En l'espèce si le procès-verbal de saisie-attribution du 7 juin 2021 mentionne que la requérante est la société Cabot Sécurisation venant aux droits de la SA Franfinance selon contrat de cession du 20 octobre 2020, ladite cession n'a été notifiée à M.[P] qu'à l'occasion de l'acte de dénonce de la saisie intitulé « dénonciation de saisie-attribution avec signification d'exécutoire et de cession de créance » signifié le 10 juin 2021.

Or, en vertu de l'article L.211-1 du code des procédures civiles d'exécution et de l'article 1324 du code civil précités, la société Cabot Sécurisation, cessionnaire de la créance, cause de la saisie dont la cession n'est opposable à M.[P] que par la notification qui lui en est faite, ne pouvait pratiquer une saisie-attribution qu'après avoir notifié cette cession au débiteur saisi (C. Cass 2ème civ., 9 septembre 2021 n°20-13.834).
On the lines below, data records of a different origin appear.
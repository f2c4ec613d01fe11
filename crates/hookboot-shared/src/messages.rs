//! Message protocol for the control channel
//!
//! Packet format:
//! ```text
//! ┌──────────────┐
//! │ magic: u32   │  <- 0x48424F54 "HBOT"
//! │ id: u32      │  <- packet type
//! │ size: u32    │  <- payload size in bytes
//! │ payload...   │  <- variable length, format depends on packet type
//! └──────────────┘
//! ```

use crate::MAGIC;

/// Packet header size in bytes
pub const HEADER_SIZE: usize = 12; // magic + id + size

/// Maximum payload size (16KB)
pub const MAX_PAYLOAD_SIZE: usize = 16384;

/// Packet types (id field)
#[repr(u32)]
#[derive(Debug, Clone, Copy, PartialEq, Eq)]
pub enum PacketId {
    /// No packet / invalid
    None = 0,
    /// Log message forwarded from the bootstrap (payload: LogLevel + UTF-8 string)
    Log = 1,
    /// Injection completed (payload: injected process id as u32)
    Completed = 2,
    /// Injection failed (payload: process id as u32 + serialized FailureReport)
    Failed = 3,
}

impl From<u32> for PacketId {
    fn from(v: u32) -> Self {
        match v {
            1 => PacketId::Log,
            2 => PacketId::Completed,
            3 => PacketId::Failed,
            _ => PacketId::None,
        }
    }
}

/// Log levels for Log packets
#[repr(u8)]
#[derive(Debug, Clone, Copy, PartialEq, Eq)]
pub enum LogLevel {
    /// Debug message
    Debug = 0,
    /// Informational message
    Info = 1,
    /// Warning message
    Warning = 2,
    /// Error message
    Error = 3,
}

impl From<u8> for LogLevel {
    fn from(v: u8) -> Self {
        match v {
            0 => LogLevel::Debug,
            1 => LogLevel::Info,
            2 => LogLevel::Warning,
            3 => LogLevel::Error,
            _ => LogLevel::Info,
        }
    }
}

/// Bootstrap stage a failure report belongs to
#[repr(u8)]
#[derive(Debug, Clone, Copy, PartialEq, Eq)]
pub enum FailureStage {
    /// Decoding an individual user argument
    ArgumentDecode = 0,
    /// Loading the user module (by identity and by path)
    ModuleLoad = 1,
    /// Locating the entry point inside the loaded module
    EntryPoint = 2,
    /// Validating the entry point signature against the arguments
    Signature = 3,
    /// Constructing the entry point instance
    Construct = 4,
    /// Executing the entry point run method
    Run = 5,
    /// Anything else
    Internal = 6,
}

impl From<u8> for FailureStage {
    fn from(v: u8) -> Self {
        match v {
            0 => FailureStage::ArgumentDecode,
            1 => FailureStage::ModuleLoad,
            2 => FailureStage::EntryPoint,
            3 => FailureStage::Signature,
            4 => FailureStage::Construct,
            5 => FailureStage::Run,
            _ => FailureStage::Internal,
        }
    }
}

/// Structured error detail forwarded to the host on a failed injection
#[derive(Debug, Clone, PartialEq, Eq)]
pub struct FailureReport {
    /// Stage the bootstrap failed in
    pub stage: FailureStage,
    /// Human-readable description
    pub message: String,
    /// Full error detail (debug representation, chain included)
    pub detail: String,
}

/// Packet header (12 bytes)
#[repr(C)]
#[derive(Debug, Clone, Copy)]
pub struct PacketHeader {
    /// Magic value for validation
    pub magic: u32,
    /// Packet type identifier
    pub id: u32,
    /// Payload size in bytes
    pub size: u32,
}

impl PacketHeader {
    /// Create a new packet header
    pub fn new(id: PacketId, payload_size: usize) -> Self {
        Self {
            magic: MAGIC,
            id: id as u32,
            size: payload_size as u32,
        }
    }

    /// Check if header has valid magic and reasonable size
    pub fn is_valid(&self) -> bool {
        self.magic == MAGIC && self.size as usize <= MAX_PAYLOAD_SIZE
    }

    /// Get the packet type
    pub fn packet_id(&self) -> PacketId {
        PacketId::from(self.id)
    }

    /// Serialize header to bytes (little-endian)
    pub fn to_bytes(&self) -> [u8; HEADER_SIZE] {
        let mut bytes = [0u8; HEADER_SIZE];
        bytes[0..4].copy_from_slice(&self.magic.to_le_bytes());
        bytes[4..8].copy_from_slice(&self.id.to_le_bytes());
        bytes[8..12].copy_from_slice(&self.size.to_le_bytes());
        bytes
    }

    /// Deserialize header from bytes
    pub fn from_bytes(bytes: &[u8]) -> Option<Self> {
        if bytes.len() < HEADER_SIZE {
            return None;
        }
        Some(Self {
            magic: u32::from_le_bytes([bytes[0], bytes[1], bytes[2], bytes[3]]),
            id: u32::from_le_bytes([bytes[4], bytes[5], bytes[6], bytes[7]]),
            size: u32::from_le_bytes([bytes[8], bytes[9], bytes[10], bytes[11]]),
        })
    }
}

/// A complete packet with header and payload
#[derive(Debug, Clone)]
pub struct Packet {
    /// Packet header containing type and size
    pub header: PacketHeader,
    /// Variable-length payload data
    pub payload: Vec<u8>,
}

impl Packet {
    /// Create a log message packet
    pub fn log(level: LogLevel, message: &str) -> Self {
        let mut payload = Vec::with_capacity(1 + message.len());
        payload.push(level as u8);
        payload.extend_from_slice(message.as_bytes());
        Self {
            header: PacketHeader::new(PacketId::Log, payload.len()),
            payload,
        }
    }

    /// Create a completion packet
    pub fn completed(pid: u32) -> Self {
        Self {
            header: PacketHeader::new(PacketId::Completed, 4),
            payload: pid.to_le_bytes().to_vec(),
        }
    }

    /// Create a failure packet
    /// Format: pid(u32) + stage(u8) + message_len(u16) + message + detail_len(u16) + detail
    pub fn failed(pid: u32, report: &FailureReport) -> Self {
        let message = report.message.as_bytes();
        let detail = report.detail.as_bytes();
        let mut payload = Vec::with_capacity(4 + 1 + 2 + message.len() + 2 + detail.len());

        payload.extend_from_slice(&pid.to_le_bytes());
        payload.push(report.stage as u8);
        payload.extend_from_slice(&(message.len() as u16).to_le_bytes());
        payload.extend_from_slice(message);
        payload.extend_from_slice(&(detail.len() as u16).to_le_bytes());
        payload.extend_from_slice(detail);

        Self {
            header: PacketHeader::new(PacketId::Failed, payload.len()),
            payload,
        }
    }

    /// Get packet ID
    pub fn id(&self) -> PacketId {
        self.header.packet_id()
    }

    /// Get log level (for Log packets)
    pub fn log_level(&self) -> Option<LogLevel> {
        if self.id() == PacketId::Log && !self.payload.is_empty() {
            Some(LogLevel::from(self.payload[0]))
        } else {
            None
        }
    }

    /// Get message text (for Log packets)
    pub fn message(&self) -> &str {
        match self.id() {
            PacketId::Log if !self.payload.is_empty() => {
                std::str::from_utf8(&self.payload[1..]).unwrap_or("")
            }
            _ => "",
        }
    }

    /// Get the injected process id (for Completed packets)
    pub fn completed_pid(&self) -> Option<u32> {
        if self.id() == PacketId::Completed && self.payload.len() >= 4 {
            Some(u32::from_le_bytes(self.payload[0..4].try_into().ok()?))
        } else {
            None
        }
    }

    /// Parse a failure packet. Returns (pid, report).
    pub fn failure(&self) -> Option<(u32, FailureReport)> {
        if self.id() != PacketId::Failed || self.payload.len() < 7 {
            return None;
        }

        let pid = u32::from_le_bytes(self.payload[0..4].try_into().ok()?);
        let stage = FailureStage::from(self.payload[4]);
        let mut offset = 5;

        let message_len =
            u16::from_le_bytes([self.payload[offset], self.payload[offset + 1]]) as usize;
        offset += 2;
        if offset + message_len > self.payload.len() {
            return None;
        }
        let message =
            String::from_utf8_lossy(&self.payload[offset..offset + message_len]).to_string();
        offset += message_len;

        if offset + 2 > self.payload.len() {
            return None;
        }
        let detail_len =
            u16::from_le_bytes([self.payload[offset], self.payload[offset + 1]]) as usize;
        offset += 2;
        if offset + detail_len > self.payload.len() {
            return None;
        }
        let detail =
            String::from_utf8_lossy(&self.payload[offset..offset + detail_len]).to_string();

        Some((
            pid,
            FailureReport {
                stage,
                message,
                detail,
            },
        ))
    }

    /// Total size in bytes (header + payload)
    pub fn total_size(&self) -> usize {
        HEADER_SIZE + self.payload.len()
    }

    /// Serialize to bytes
    pub fn to_bytes(&self) -> Vec<u8> {
        let mut bytes = Vec::with_capacity(self.total_size());
        bytes.extend_from_slice(&self.header.to_bytes());
        bytes.extend_from_slice(&self.payload);
        bytes
    }

    /// Deserialize from bytes
    pub fn from_bytes(bytes: &[u8]) -> Option<Self> {
        let header = PacketHeader::from_bytes(bytes)?;
        if !header.is_valid() {
            return None;
        }
        let payload_end = HEADER_SIZE + header.size as usize;
        if bytes.len() < payload_end {
            return None;
        }
        Some(Self {
            header,
            payload: bytes[HEADER_SIZE..payload_end].to_vec(),
        })
    }
}

#[cfg(test)]
mod tests {
    use super::*;

    #[test]
    fn test_log_packet() {
        let pkt = Packet::log(LogLevel::Warning, "careful");
        assert_eq!(pkt.id(), PacketId::Log);
        assert_eq!(pkt.log_level(), Some(LogLevel::Warning));
        assert_eq!(pkt.message(), "careful");
    }

    #[test]
    fn test_completed_packet() {
        let pkt = Packet::completed(4321);
        let parsed = Packet::from_bytes(&pkt.to_bytes()).unwrap();
        assert_eq!(parsed.completed_pid(), Some(4321));
        assert!(parsed.failure().is_none());
    }

    #[test]
    fn test_failed_packet() {
        let report = FailureReport {
            stage: FailureStage::Construct,
            message: "boom".into(),
            detail: "Construct(\"boom\")".into(),
        };
        let pkt = Packet::failed(77, &report);
        let parsed = Packet::from_bytes(&pkt.to_bytes()).unwrap();
        let (pid, got) = parsed.failure().unwrap();
        assert_eq!(pid, 77);
        assert_eq!(got, report);
    }

    #[test]
    fn test_truncated_failed_packet_rejected() {
        let report = FailureReport {
            stage: FailureStage::Run,
            message: "late failure".into(),
            detail: String::new(),
        };
        let mut pkt = Packet::failed(1, &report);
        pkt.payload.truncate(6);
        assert!(pkt.failure().is_none());
    }

    #[test]
    fn test_bad_magic_rejected() {
        let mut bytes = Packet::completed(1).to_bytes();
        bytes[0] ^= 0xFF;
        assert!(Packet::from_bytes(&bytes).is_none());
    }
}
//! Entry-point contract for user modules.
//!
//! A user module makes itself eligible for injection by exporting a static
//! entry table under [`ENTRY_TABLE_SYMBOL`] (use [`export_entry_table!`]).
//! The table must hold exactly one [`EntryDescriptor`]: the descriptor
//! declares the parameter shape the entry point expects and a factory that
//! constructs it. Construction and [`EntryPoint::run`] receive the same
//! `(context, arguments)` list; `run` blocks for the lifetime of the
//! injected logic.

use std::fmt;

use crate::wire::PluginValue;

/// Plugin API version spoken by this build. Checked against the loaded
/// module's entry table before anything in it is trusted.
pub const PLUGIN_API_VERSION: u32 = 1;

/// Exported symbol resolved in the loaded user module.
pub const ENTRY_TABLE_SYMBOL: &str = "hookboot_entry_table";

/// Signature of the exported entry table accessor.
pub type EntryTableFn = extern "C" fn() -> &'static EntryTable;

/// Error type surfaced by user entry points.
pub type PluginError = Box<dyn std::error::Error + Send + Sync>;

/// Kinds an entry point parameter can declare.
#[derive(Debug, Clone, Copy, PartialEq, Eq)]
pub enum ParamKind {
    Bool,
    I32,
    I64,
    U64,
    F64,
    Str,
    Bytes,
}

impl ParamKind {
    /// Name used in mismatch diagnostics.
    pub fn name(self) -> &'static str {
        match self {
            ParamKind::Bool => "bool",
            ParamKind::I32 => "i32",
            ParamKind::I64 => "i64",
            ParamKind::U64 => "u64",
            ParamKind::F64 => "f64",
            ParamKind::Str => "str",
            ParamKind::Bytes => "bytes",
        }
    }
}

impl fmt::Display for ParamKind {
    fn fmt(&self, f: &mut fmt::Formatter<'_>) -> fmt::Result {
        f.write_str(self.name())
    }
}

/// Declared shape of one entry point parameter.
///
/// `optional` parameters accept a null argument; everything else requires a
/// value of the exact declared kind. No widening is performed.
#[derive(Debug, Clone, Copy, PartialEq, Eq)]
pub struct ParamShape {
    pub kind: ParamKind,
    pub optional: bool,
}

impl ParamShape {
    pub const fn required(kind: ParamKind) -> Self {
        Self {
            kind,
            optional: false,
        }
    }

    pub const fn optional(kind: ParamKind) -> Self {
        Self {
            kind,
            optional: true,
        }
    }

    /// Whether a decoded argument satisfies this shape.
    pub fn accepts(&self, value: &PluginValue) -> bool {
        match value {
            PluginValue::Null => self.optional,
            PluginValue::Bool(_) => self.kind == ParamKind::Bool,
            PluginValue::I32(_) => self.kind == ParamKind::I32,
            PluginValue::I64(_) => self.kind == ParamKind::I64,
            PluginValue::U64(_) => self.kind == ParamKind::U64,
            PluginValue::F64(_) => self.kind == ParamKind::F64,
            PluginValue::Str(_) => self.kind == ParamKind::Str,
            PluginValue::Bytes(_) => self.kind == ParamKind::Bytes,
        }
    }
}

/// Context record passed as the implicit first parameter to construction
/// and run. Exposes the host that performed the injection.
#[derive(Debug, Clone, Copy, PartialEq, Eq)]
pub struct RemoteContext {
    /// PID of the injecting host process
    pub host_pid: u32,
}

/// The capability a user type implements to be eligible as an entry point.
pub trait EntryPoint: Send {
    /// Entry method. Called once, after the host has been notified of a
    /// completed injection; expected to block until the injected logic is
    /// done. Error reporting from inside is the entry point's own business.
    fn run(&mut self, ctx: &RemoteContext, args: &[PluginValue]) -> Result<(), PluginError>;
}

/// Factory constructing one entry point instance. Receives the same
/// argument list later passed to [`EntryPoint::run`].
pub type EntryFactory =
    fn(&RemoteContext, &[PluginValue]) -> Result<Box<dyn EntryPoint>, PluginError>;

/// One exported entry point and its invocation contract.
pub struct EntryDescriptor {
    /// Display name, used in diagnostics only
    pub name: &'static str,
    /// Declared user parameter shapes (the context record is implicit)
    pub params: &'static [ParamShape],
    /// Constructor
    pub construct: EntryFactory,
}

impl fmt::Debug for EntryDescriptor {
    fn fmt(&self, f: &mut fmt::Formatter<'_>) -> fmt::Result {
        f.debug_struct("EntryDescriptor")
            .field("name", &self.name)
            .field("params", &self.params)
            .finish_non_exhaustive()
    }
}

/// The table a user module exports under [`ENTRY_TABLE_SYMBOL`].
#[derive(Debug)]
pub struct EntryTable {
    /// Must equal [`PLUGIN_API_VERSION`]
    pub api_version: u32,
    /// Must hold exactly one descriptor
    pub entries: &'static [EntryDescriptor],
}

/// Export an entry table from a user module.
///
/// ```ignore
/// use hookboot_shared::plugin::{EntryDescriptor, ParamKind, ParamShape};
///
/// hookboot_shared::export_entry_table!(EntryDescriptor {
///     name: "demo",
///     params: &[
///         ParamShape::required(ParamKind::I32),
///         ParamShape::required(ParamKind::Str),
///     ],
///     construct: |_ctx, _args| Ok(Box::new(Demo)),
/// });
/// ```
#[macro_export]
macro_rules! export_entry_table {
    ($($entry:expr),+ $(,)?) => {
        #[unsafe(no_mangle)]
        pub extern "C" fn hookboot_entry_table() -> &'static $crate::plugin::EntryTable {
            static TABLE: $crate::plugin::EntryTable = $crate::plugin::EntryTable {
                api_version: $crate::plugin::PLUGIN_API_VERSION,
                entries: &[$($entry),+],
            };
            &TABLE
        }
    };
}

#[cfg(test)]
mod tests {
    use super::*;

    #[test]
    fn test_shape_accepts_exact_kind() {
        let shape = ParamShape::required(ParamKind::I32);
        assert!(shape.accepts(&PluginValue::I32(1)));
        assert!(!shape.accepts(&PluginValue::I64(1)));
        assert!(!shape.accepts(&PluginValue::Str("1".into())));
    }

    #[test]
    fn test_null_only_for_optional() {
        assert!(!ParamShape::required(ParamKind::Str).accepts(&PluginValue::Null));
        assert!(ParamShape::optional(ParamKind::Str).accepts(&PluginValue::Null));
        // optional still type-checks non-null values
        assert!(!ParamShape::optional(ParamKind::Str).accepts(&PluginValue::Bool(true)));
    }

    #[test]
    fn test_no_widening() {
        // an i32 value does not satisfy a declared i64 and vice versa
        assert!(!ParamShape::required(ParamKind::I64).accepts(&PluginValue::I32(5)));
        assert!(!ParamShape::required(ParamKind::I32).accepts(&PluginValue::I64(5)));
    }
}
Dans ces conditions et par infirmation du jugement entrepris, il convient de prononcer la nullité de la saisie contestée dont la mainlevée sera ordonnée.

Sur les autres demandes :

L'appelant justifie des frais bancaires à hauteur de la somme de 132,50 euros résultant de cette saisie que l'intimée sera condamnée à lui payer en vertu de l'article L.111-8 dudit code des procédures civiles d'exécution qui dispose que les frais de l'exécution forcée sont à la charge du débiteur, sauf s'il est manifeste qu'ils n'étaient pas nécessaires au moment où ils ont été exposés.

La société intimée, partie perdante, supportera les dépens de première instance et d'appel et sera tenue d'indemniser M.[P] de ses frais irrépétibles à hauteur de la somme de 1800 euros réclamée, elle-même ne pouvant prétendre au bénéfice des dispositions de l'article 700 du code de procédure civile.

PAR CES MOTIFS

La cour statuant après en avoir délibéré, par arrêt contradictoire prononcé par mise à disposition au greffe,

INFIRME le jugement entrepris, excepté en ce qu'il a rejeté la demande de nullité de l'acte de signification en date du 21 novembre 2013 ;

STATUANT à nouveau des chefs infirmés et y ajoutant,

PRONONCE la nullité de la saisie-attribution pratiquée le 7 juin 2021 par la société Cabot Sécurisation Europe Limited au préjudice de M. [I] [P] ;

ORDONNE la mainlevée de la dite saisie ;

CONDAMNE la société Cabot Sécurisation Europe Limited à payer à M. [I] [P] la somme de 132,50 euros au titre des frais bancaires ;

CONDAMNE la société Cabot Sécurisation Europe Limited à payer à M.[I] [P] la somme 1 800 euros en application des dispositions de l'article 700 du code de procédure civile ;

REJETTE les autres demandes ;

CONDAMNE la société Cabot Sécurisation Europe Limited aux dépens de première instance et d'appel.